Hollywood is stuck in this phase where the studios are obsessed with sequels and prequels and spin-offs and franchises and remakes and reboots and re imaginings and a million other things. I have mixed feelings on this culture. On the one hand, I love the Marvel movies and a clever re imagining of a classic story or stories (like what Once Upon a Time has done with some of my favorite fairy tales when I was young) is a great thing. Plus who doesn’t love a good adaptation of a beloved novel or comic book or even video game into a movie or TV series?

On the other hand, seeing all these stories continued or retold constantly encourages filmmakers ane viewers to seek out familiar stories that are sure bets to be successful rather than new material that they don’t know will work out for them, when there is new material. And plenty of these sequels/prequels/reboots/whatever, when they come out, they are just awful and you wonder how the filmmakers could do this to beloved properties (see my review of the Poltergeist remake or watch these two dudes review the Smurfs movie if you need further proof).

The horror genre has been a big part in this, for better or for worse. Since the success of 2003’s Texas Chainsaw Massacre remake (as opposed to 2013’s remake of the film), there have been a slew of horror remakes, mainly slashers but quite a few others, and they have been showing up with increasing frequency). I’m focusing on the slashers though, because of the horror remakes the slashers are often the ones I see the most advertising for (an exception being Poltergeist, but we know how that turned out), they have some of the most iconic characters in the horror genre (Freddy, Jason, Leatherface, etc.), they’re notorious for putting out too many sequels of varying quality, even for horror, and they’re difficult to get right, because they rely on blood, guts, and gore to scare people rather than suspense and atmosphere.
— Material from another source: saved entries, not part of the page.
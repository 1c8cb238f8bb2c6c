use tracing::{Event, Subscriber};
use tracing_subscriber::prelude::*;
use tracing_subscriber::{layer::Context, EnvFilter, Layer, Registry};

const DEFAULT_FILTER: &str = "warn,spinwheel_backend=info";

#[derive(Default)]
struct MessageVisitor(String);

impl tracing::field::Visit for MessageVisitor {
    fn record_debug(&mut self, field: &tracing::field::Field, value: &dyn std::fmt::Debug) {
        if field.name() == "message" {
            self.0.push_str(&format!("{:?}", value));
        }
    }

    fn record_str(&mut self, field: &tracing::field::Field, value: &str) {
        if field.name() == "message" {
            self.0.push_str(value);
        }
    }
}

struct SpinLogLayer;

impl<S: Subscriber> Layer<S> for SpinLogLayer {
    fn on_event(&self, event: &Event<'_>, _ctx: Context<'_, S>) {
        let metadata = event.metadata();

        let mut visitor = MessageVisitor::default();
        event.record(&mut visitor);
        if visitor.0.is_empty() {
            return;
        }

        let timestamp = chrono::Local::now().format("%Y-%m-%d %H:%M:%S%.3f");
        match *metadata.level() {
            tracing::Level::ERROR => println!("[{}] ❌ Error: {} - {}", timestamp, metadata.target(), visitor.0),
            tracing::Level::WARN => println!("[{}] ⚠️ Warning: {} - {}", timestamp, metadata.target(), visitor.0),
            tracing::Level::INFO => println!("[{}] ℹ️ {} - {}", timestamp, metadata.target(), visitor.0),
            _ => println!("[{}] 🔄 {} - {}", timestamp, metadata.target(), visitor.0),
        }
    }
}

pub fn setup() {
    let env_filter = EnvFilter::try_from_default_env()
        .unwrap_or_else(|_| EnvFilter::new(DEFAULT_FILTER));

    let subscriber = Registry::default().with(env_filter).with(SpinLogLayer);

    if let Err(e) = tracing::subscriber::set_global_default(subscriber) {
        eprintln!("Failed to install log subscriber: {}", e);
    }
}
use axum::http::StatusCode;
use axum::response::{IntoResponse, Response};
use axum::Json;
use serde_json::json;

#[derive(Debug, PartialEq, Eq)]
pub enum ApiError {
    AlreadySpun(String),
    Unauthorized,
}

impl IntoResponse for ApiError {
    fn into_response(self) -> Response {
        match self {
            // The wheel reads `message` from conflict bodies.
            ApiError::AlreadySpun(message) => {
                (StatusCode::CONFLICT, Json(json!({ "message": message }))).into_response()
            }
            ApiError::Unauthorized => (
                StatusCode::UNAUTHORIZED,
                Json(json!({ "error": "Invalid admin secret" })),
            )
                .into_response(),
        }
    }
}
And for God’s sake, there’s just been so many of them:

  • Texas Chainsaw Massacre and its prequel (the former was good, the latter awful)
  • Halloween and Halloween II (same deal as TCM in terms of quality)
  • My Bloody Valentine (lacks all that made the original so awesome)
  • Black Christmas (awful murder-porn)
  • Prom Night (awful and nonsensical)
  • Friday the 13th (of all the Michael Bay shit movies, this one is the shittiest)
  • Nightmare on Elm Street (I liked it, but others disagree with me)
  • Leprechaun (more of a re-imagining of average quality)
  • Texas Chainsaw 3D (I liked this too, but not everybody else did)
  • Evil Dead (fun and extremely bloody)
  • Scream (got rebooted as a TV series. Only saw one episode before leaving for Germany, but wasn’t impressed by what I saw)
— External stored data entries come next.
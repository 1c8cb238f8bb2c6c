use std::f64::consts::PI;

use spinwheel_shared::geometry::{slice_center, slice_span};
use spinwheel_shared::Slice;
use wasm_bindgen::JsCast;
use web_sys::{CanvasRenderingContext2d, HtmlCanvasElement};
use yew::prelude::*;

const CANVAS_SIZE: u32 = 320;
const BRAND_GREEN: &str = "#079964";
const RIM_COLOR: &str = "#e8fdf3";

#[derive(Properties, PartialEq)]
pub struct WheelCanvasProps {
    pub slices: Vec<Slice>,
    /// Accumulated rotation in degrees, clockwise.
    pub rotation: f64,
}

fn to_rad(degrees: f64) -> f64 {
    degrees * PI / 180.0
}

fn draw_wheel(context: &CanvasRenderingContext2d, size: f64, slices: &[Slice], rotation: f64) {
    let center = size / 2.0;
    let radius = center - 8.0;
    let count = slices.len();

    context.clear_rect(0.0, 0.0, size, size);

    // Rim
    context.begin_path();
    context.set_fill_style_str(RIM_COLOR);
    let _ = context.arc(center, center, radius + 4.0, 0.0, 2.0 * PI);
    context.fill();

    context.save();
    let _ = context.translate(center, center);
    let _ = context.rotate(to_rad(rotation));

    for (index, slice) in slices.iter().enumerate() {
        let (start, end) = slice_span(index, count);
        context.begin_path();
        context.set_fill_style_str(&slice.color);
        context.move_to(0.0, 0.0);
        let _ = context.arc(0.0, 0.0, radius, to_rad(start), to_rad(end));
        context.close_path();
        context.fill();
    }

    context.set_fill_style_str("#ffffff");
    context.set_font("600 11px system-ui, sans-serif");
    context.set_text_align("center");
    context.set_text_baseline("middle");
    for (index, slice) in slices.iter().enumerate() {
        context.save();
        let _ = context.rotate(to_rad(slice_center(index, count)));
        let _ = context.translate(radius * 0.6, 0.0);
        let _ = context.fill_text(&slice.label, 0.0, 0.0);
        context.restore();
    }

    context.restore();

    // Center cap does not turn with the wheel
    context.begin_path();
    context.set_fill_style_str(BRAND_GREEN);
    let _ = context.arc(center, center, 25.0, 0.0, 2.0 * PI);
    context.fill();
    context.set_fill_style_str("#ffffff");
    let _ = context.fill_text("Spin", center, center + 1.0);

    // Pointer at the top, tip pointing into the wheel
    context.begin_path();
    context.set_fill_style_str(BRAND_GREEN);
    context.move_to(center - 10.0, 0.0);
    context.line_to(center + 10.0, 0.0);
    context.line_to(center, 18.0);
    context.close_path();
    context.fill();
}

#[function_component(WheelCanvas)]
pub fn wheel_canvas(props: &WheelCanvasProps) -> Html {
    let canvas_ref = use_node_ref();

    {
        let canvas_ref = canvas_ref.clone();
        use_effect_with(
            (props.slices.clone(), props.rotation),
            move |(slices, rotation)| {
                let context = canvas_ref
                    .cast::<HtmlCanvasElement>()
                    .and_then(|canvas| canvas.get_context("2d").ok().flatten())
                    .and_then(|context| context.dyn_into::<CanvasRenderingContext2d>().ok());

                match context {
                    Some(context) => draw_wheel(&context, CANVAS_SIZE as f64, slices, *rotation),
                    None => log::warn!("wheel canvas has no 2d context"),
                }
                || ()
            },
        );
    }

    html! {
        <canvas
            ref={canvas_ref}
            width={CANVAS_SIZE.to_string()}
            height={CANVAS_SIZE.to_string()}
            class="rounded-full shadow-xl bg-white"
            role="img"
            aria-label="Prize wheel"
        />
    }
}
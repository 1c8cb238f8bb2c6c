use axum_extra::extract::cookie::{Cookie, CookieJar, SameSite};
use spinwheel_shared::constants::SESSION_COOKIE;
use uuid::Uuid;

/// Session id from the request cookies, issuing a fresh one when absent.
pub fn ensure_session(jar: CookieJar) -> (CookieJar, String) {
    if let Some(existing) = jar.get(SESSION_COOKIE) {
        let id = existing.value().to_string();
        return (jar, id);
    }

    let id = Uuid::new_v4().to_string();
    let cookie = Cookie::build((SESSION_COOKIE, id.clone()))
        .path("/")
        .http_only(true)
        .same_site(SameSite::Lax)
        .build();
    (jar.add(cookie), id)
}
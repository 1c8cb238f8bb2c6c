//! In-memory prize stock and one-spin-per-session bookkeeping.

use std::collections::HashSet;

use rand::Rng;
use thiserror::Error;
use spinwheel_shared::constants::ALREADY_SPUN_MESSAGE;
use spinwheel_shared::wheel::{InventoryStats, PrizeStats, SpinResponse};
use spinwheel_shared::{default_slices, Slice};

use crate::error::ApiError;

#[derive(Debug, Clone)]
pub struct PrizeStock {
    pub name: String,
    pub slice_index: usize,
    pub total: u32,
    pub remaining: u32,
    pub weight: u32,
}

impl PrizeStock {
    pub fn new(name: impl Into<String>, slice_index: usize, total: u32, weight: u32) -> Self {
        Self {
            name: name.into(),
            slice_index,
            total,
            remaining: total,
            weight,
        }
    }
}

#[derive(Debug, Error, PartialEq, Eq)]
pub enum InventoryError {
    #[error("an inventory needs at least one slice")]
    NoSlices,
    #[error("prize '{name}' points at slice {slice_index} but the wheel has {slice_count}")]
    PrizeOffWheel {
        name: String,
        slice_index: usize,
        slice_count: usize,
    },
}

pub struct Inventory {
    slices: Vec<Slice>,
    prizes: Vec<PrizeStock>,
    miss_weight: u32,
    total_spins: u64,
    total_wins: u64,
    spun_sessions: HashSet<String>,
}

impl Inventory {
    /// Every prize must sit on a slice of a non-empty wheel, so a spin can
    /// always be answered.
    pub fn new(
        slices: Vec<Slice>,
        prizes: Vec<PrizeStock>,
        miss_weight: u32,
    ) -> Result<Self, InventoryError> {
        if slices.is_empty() {
            return Err(InventoryError::NoSlices);
        }
        if let Some(prize) = prizes.iter().find(|prize| prize.slice_index >= slices.len()) {
            return Err(InventoryError::PrizeOffWheel {
                name: prize.name.clone(),
                slice_index: prize.slice_index,
                slice_count: slices.len(),
            });
        }
        Ok(Self::unchecked(slices, prizes, miss_weight))
    }

    fn unchecked(slices: Vec<Slice>, prizes: Vec<PrizeStock>, miss_weight: u32) -> Self {
        Self {
            slices,
            prizes,
            miss_weight,
            total_spins: 0,
            total_wins: 0,
            spun_sessions: HashSet::new(),
        }
    }

    /// The default wheel: three stocked prizes, three consolation slices.
    pub fn with_defaults() -> Self {
        Self::unchecked(
            default_slices(),
            vec![
                PrizeStock::new("T-shirt", 0, 20, 3),
                PrizeStock::new("USB Flash", 1, 30, 4),
                PrizeStock::new("Cap", 2, 25, 3),
            ],
            10,
        )
    }

    pub fn all_prizes_gone(&self) -> bool {
        self.prizes.iter().all(|prize| prize.remaining == 0)
    }

    pub fn has_spun(&self, session: &str) -> bool {
        self.spun_sessions.contains(session)
    }

    /// Record a spin for `session` and decide where it lands.
    pub fn spin<R: Rng + ?Sized>(&mut self, session: &str, rng: &mut R) -> Result<SpinResponse, ApiError> {
        if self.has_spun(session) {
            return Err(ApiError::AlreadySpun(ALREADY_SPUN_MESSAGE.to_string()));
        }
        self.spun_sessions.insert(session.to_string());
        self.total_spins += 1;

        let (slice_index, prize) = match self.draw_prize(rng) {
            Some(position) => {
                let stock = &mut self.prizes[position];
                stock.remaining -= 1;
                self.total_wins += 1;
                (stock.slice_index, true)
            }
            None => (self.miss_slice(rng), false),
        };

        Ok(SpinResponse {
            slice_index,
            label: self.slices[slice_index].label.clone(),
            prize,
            all_prizes_gone: self.all_prizes_gone(),
        })
    }

    /// Weighted pick among stocked prizes and the miss weight.
    fn draw_prize<R: Rng + ?Sized>(&self, rng: &mut R) -> Option<usize> {
        let stocked = self
            .prizes
            .iter()
            .enumerate()
            .filter(|(_, prize)| prize.remaining > 0 && prize.weight > 0);

        let prize_weight: u32 = stocked.clone().map(|(_, prize)| prize.weight).sum();
        let total = prize_weight + self.miss_weight;
        if prize_weight == 0 {
            return None;
        }

        let mut roll = rng.gen_range(0..total);
        for (position, prize) in stocked {
            if roll < prize.weight {
                return Some(position);
            }
            roll -= prize.weight;
        }
        None
    }

    fn miss_slice<R: Rng + ?Sized>(&self, rng: &mut R) -> usize {
        let misses: Vec<usize> = (0..self.slices.len())
            .filter(|index| !self.prizes.iter().any(|prize| prize.slice_index == *index))
            .collect();
        if misses.is_empty() {
            rng.gen_range(0..self.slices.len())
        } else {
            misses[rng.gen_range(0..misses.len())]
        }
    }

    pub fn stats(&self) -> InventoryStats {
        InventoryStats {
            prizes: self
                .prizes
                .iter()
                .map(|prize| PrizeStats {
                    name: prize.name.clone(),
                    total: prize.total,
                    remaining: prize.remaining,
                    weight: prize.weight,
                })
                .collect(),
            total_spins: self.total_spins,
            total_wins: self.total_wins,
            all_prizes_gone: self.all_prizes_gone(),
        }
    }

    /// Restore stock and forget every spin and session.
    pub fn reset(&mut self) {
        for prize in &mut self.prizes {
            prize.remaining = prize.total;
        }
        self.total_spins = 0;
        self.total_wins = 0;
        self.spun_sessions.clear();
    }
}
On TV and in the movies at the same time. Like Kevin Bacon or Viola Davis.

And that’s just the ones that I know of that are out. And believe it or not, there are more on the way: Friday the 13th is getting a new movie as well as being re-imagined as a TV series for CW (haven’t heard anything on the movie, but what I’ve heard on the TV series sounds promising), Halloween is getting a new movie (also looks promising), Evil Dead is getting a TV series set years after the original films (excuse me while I skip it, because I’m not much of a fan of the franchise), and Texas Chainsaw Massacre is getting a prequel exploring Leatherface’s origins (I’m skeptical). There was also talk of a Hellraiser reboot, but there’s been no word in two years on that, so I’m going to say it’s been shelved.

So why are slashers being remade by the dozen? Like I said, they’re difficult to pull off, and they’re formulaic. Plus blood and gore is how they primarily scare you, and a lot of horror fans, including myself, find that distasteful. What makes them so appealing?

I think a lot of it has to do with the characters. Slashers have produced some of the most iconic characters in horror and in cinema: Norman Bates, Jason Voorhees, Michael Myers. Heck, Freddy Kreuger isso well-known that he’s made cameo appearances in movies parodying the 1980’s in one form or another. People love these characters as much as they’re scared of them, they love watching them in action and being terrified of them. They like to sit there and think, “What’s he going to do next? What’s he going to do next? What’s he going to do–AAAH!”

Studios are aware of that, as well as they are aware of how much people go back to see the old films (the better ones anyway) and see these beloved characters do what they do best. With huge fan followings like this, and how easy it is to make a horror movie under twenty million dollars with minimal special effects, they know people are going to come and see the films so they can see these beloved characters resurrected again and perhaps in a movie worthy of carrying the franchise’s name.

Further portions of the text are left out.